Designed to blend in with surrounding residential areas, Medic 110 is the fifth free-standing, county-owned paramedic facility, joining stations near Laurel, Long Neck, Ocean View and Lewes in the county’s ongoing shift from a decades-long model of renting space or co-locating with volunteer EMS companies for quarters.

“The goal of the County Council when we started this project was buildings,” said Sussex County Council President Michael Vincent. “We didn’t own any buildings. We leased buildings. Now, this is building No. 5 (owned). We have three more to go. We’re going to do those in the next two or three years. I think the next one is going to be in the Millsboro area.”

Sussex County now has 10 fixed stations and one seasonal unit. All are two-person units except for Medic 107 in Bridgeville, a 24-hour, single-person unit, and Medic 111 in Milton, a single-person unit that operates in the daytime only, 7 a.m. to 7 p.m.

Councilman Vincent emphasized Sussex County’s commitment to supporting public safety, including the county’s nationally acclaimed EMS program.

“Every year in the budget process, a lot of requests come to us — from everybody. But I can assure you that the thing on top of our list is public safety — paramedics, EMS, state police, local police, fire companies. That is what we zero in on,” said the councilman, who labeled Sussex EMS “the best paramedics department” in the nation.

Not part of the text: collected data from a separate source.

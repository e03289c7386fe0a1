use crate::error::IngestError;
use lopdf::Document;
use pdfium_render::prelude::*;
use std::path::{Path, PathBuf};
use tracing::debug;

pub type RenderedPage = Result<PathBuf, IngestError>;

pub fn page_file_name(page_number: usize) -> String {
    format!("page-{page_number:04}.png")
}

pub trait PageRasterizer: Send + Sync {
    /// Renders every page, in page order, as a PNG under `workspace`. Only a
    /// document that cannot be opened fails the whole call.
    fn render_pages(&self, path: &Path, workspace: &Path) -> Result<Vec<RenderedPage>, IngestError>;
}

#[derive(Debug, Clone)]
pub struct PdfiumRasterizer {
    library_path: Option<PathBuf>,
    max_pixels: u32,
}

impl PdfiumRasterizer {
    pub fn new(library_path: Option<PathBuf>, max_pixels: u32) -> Self {
        Self {
            library_path,
            max_pixels: max_pixels.max(1),
        }
    }

    fn bind(&self) -> Result<Pdfium, IngestError> {
        let bindings = match &self.library_path {
            Some(path) => Pdfium::bind_to_library(path),
            None => Pdfium::bind_to_system_library(),
        }
        .map_err(|error| {
            IngestError::PdfParse(format!("failed to bind to pdfium library: {error}"))
        })?;
        Ok(Pdfium::new(bindings))
    }
}

impl PageRasterizer for PdfiumRasterizer {
    fn render_pages(&self, path: &Path, workspace: &Path) -> Result<Vec<RenderedPage>, IngestError> {
        let pdfium = self.bind()?;
        let document = pdfium
            .load_pdf_from_file(path, None)
            .map_err(|error| IngestError::PdfParse(format!("{}: {error:?}", path.display())))?;

        let render_config = PdfRenderConfig::new()
            .set_target_width(self.max_pixels as i32)
            .set_maximum_height(self.max_pixels as i32);

        let pages = document.pages();
        let total_pages = pages.len() as usize;
        debug!(total_pages, path = %path.display(), "Loaded PDF for rendering");

        Ok((0..total_pages)
            .map(|index| render_page(pages, index, &render_config, workspace))
            .collect())
    }
}

fn render_page(
    pages: &PdfPages<'_>,
    index: usize,
    render_config: &PdfRenderConfig,
    workspace: &Path,
) -> RenderedPage {
    let page_number = index + 1;
    let page = pages
        .get(index as u16)
        .map_err(|error| IngestError::Rasterize {
            page: page_number,
            details: format!("{error:?}"),
        })?;
    let bitmap = page
        .render_with_config(render_config)
        .map_err(|error| IngestError::Rasterize {
            page: page_number,
            details: format!("{error:?}"),
        })?;

    let image = bitmap.as_image();
    debug!(
        page = page_number,
        width = image.width(),
        height = image.height(),
        "Rendered page"
    );

    let target = workspace.join(page_file_name(page_number));
    image
        .save_with_format(&target, image::ImageFormat::Png)
        .map_err(|error| IngestError::Rasterize {
            page: page_number,
            details: error.to_string(),
        })?;
    Ok(target)
}

pub fn read_text_layer(path: &Path) -> Result<Vec<String>, IngestError> {
    let document =
        Document::load(path).map_err(|error| IngestError::PdfParse(error.to_string()))?;

    let mut pages = Vec::new();
    for (page_no, _page_id) in document.get_pages() {
        let text = document.extract_text(&[page_no]).unwrap_or_default();
        pages.push(text.trim().to_string());
    }

    Ok(pages)
}
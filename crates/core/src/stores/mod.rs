pub mod memory;
pub mod sqlite;

pub use memory::MemoryStore;
pub use sqlite::SqliteStore;

use crate::models::{ChipChunk, RetrievedChunk};
use std::cmp::Ordering;

/// Cosine similarity clamped to `[0, 1]`. Mismatched lengths and zero
/// vectors score 0.
pub fn cosine_similarity(left: &[f32], right: &[f32]) -> f32 {
    if left.len() != right.len() || left.is_empty() {
        return 0.0;
    }

    let mut dot = 0f32;
    let mut left_norm = 0f32;
    let mut right_norm = 0f32;
    for (a, b) in left.iter().zip(right) {
        dot += a * b;
        left_norm += a * a;
        right_norm += b * b;
    }

    let denominator = left_norm.sqrt() * right_norm.sqrt();
    if denominator == 0.0 || !denominator.is_finite() {
        return 0.0;
    }
    let similarity = dot / denominator;
    if similarity.is_nan() {
        0.0
    } else {
        similarity.clamp(0.0, 1.0)
    }
}

pub(crate) struct Candidate {
    pub sequence: u64,
    pub chunk: ChipChunk,
    pub document_name: String,
    pub document_type: Option<String>,
}

/// Scores candidates, drops those under the floor and keeps the best
/// `limit`, breaking ties by insertion order then chunk index.
pub(crate) fn rank(
    query: &[f32],
    candidates: impl IntoIterator<Item = Candidate>,
    min_similarity: f32,
    limit: usize,
) -> Vec<RetrievedChunk> {
    let mut scored: Vec<(f32, u64, RetrievedChunk)> = candidates
        .into_iter()
        .filter_map(|candidate| {
            let similarity = cosine_similarity(query, candidate.chunk.embedding.as_deref()?);
            (similarity >= min_similarity).then(|| {
                (
                    similarity,
                    candidate.sequence,
                    RetrievedChunk {
                        chunk: candidate.chunk,
                        similarity,
                        document_name: candidate.document_name,
                        document_type: candidate.document_type,
                    },
                )
            })
        })
        .collect();

    scored.sort_by(|left, right| {
        right
            .0
            .partial_cmp(&left.0)
            .unwrap_or(Ordering::Equal)
            .then(left.1.cmp(&right.1))
            .then(left.2.chunk.chunk_index.cmp(&right.2.chunk.chunk_index))
    });

    scored
        .into_iter()
        .take(limit)
        .map(|(_, _, retrieved)| retrieved)
        .collect()
}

“We must equip our brave and talented first responders with the tools, training and facilities they need to deliver lifesaving care to patients, and this new station will go a long way in supporting that mission of saving lives,” he said.

Construction, by Whayland of Laurel, cost about $1.4 million. Acquisition of the property that previously housed Seaford Pet Emporium was around $500,000, Mr. Murray said.

“This building was paid for in savings, and a lot of attention gets paid to the savings that the county has,” said Sussex County Administrator Todd Lawson. “The good news about that is we didn’t have to borrow one dollar to build this building and purchase this land. That’s a benefit to all our taxpayers, including all of you.”

Mr. Lawson said he was pleased to “see the hallmark of all the work that came about to bring this to the finish line. I think what this represents is teamwork. The credit goes to all the hard work that came about — the county’s staff, our vendors, our stakeholders with the city of Seaford and (the Delaware Department of Transportation). That culmination brings us to today.”

Bobby Schoonover, Sussex EMS manager of logistics, highlighted the efforts of County Engineer Hans Medlarz, who brokered a deal with the city of Seaford that brought municipal water and sewer “at a reasonable cost” to meet 2017 State Fire Marshal sprinkler regulations.

A turn lane from Swain Road for direct access to U.S. 13 also was included in the project.
Medic 110 transitioned from Blades on May 13.

“We feel that this station is in the best location for us to improve our overall response times to calls, thus providing better service to residents and visitors of the area,” Mr. Murray said. “The station design was based on our east-side dual station that serves the Lewes-Rehoboth Beach area and opened in 2017.”

Following a year’s hiatus due to COVID-19, Sussex County EMS, past recipient of numerous medals in international Journal of Emergency Medical Services Games events and other competitions, will be competing in San Antonio this August and in Washington, D.C., in February.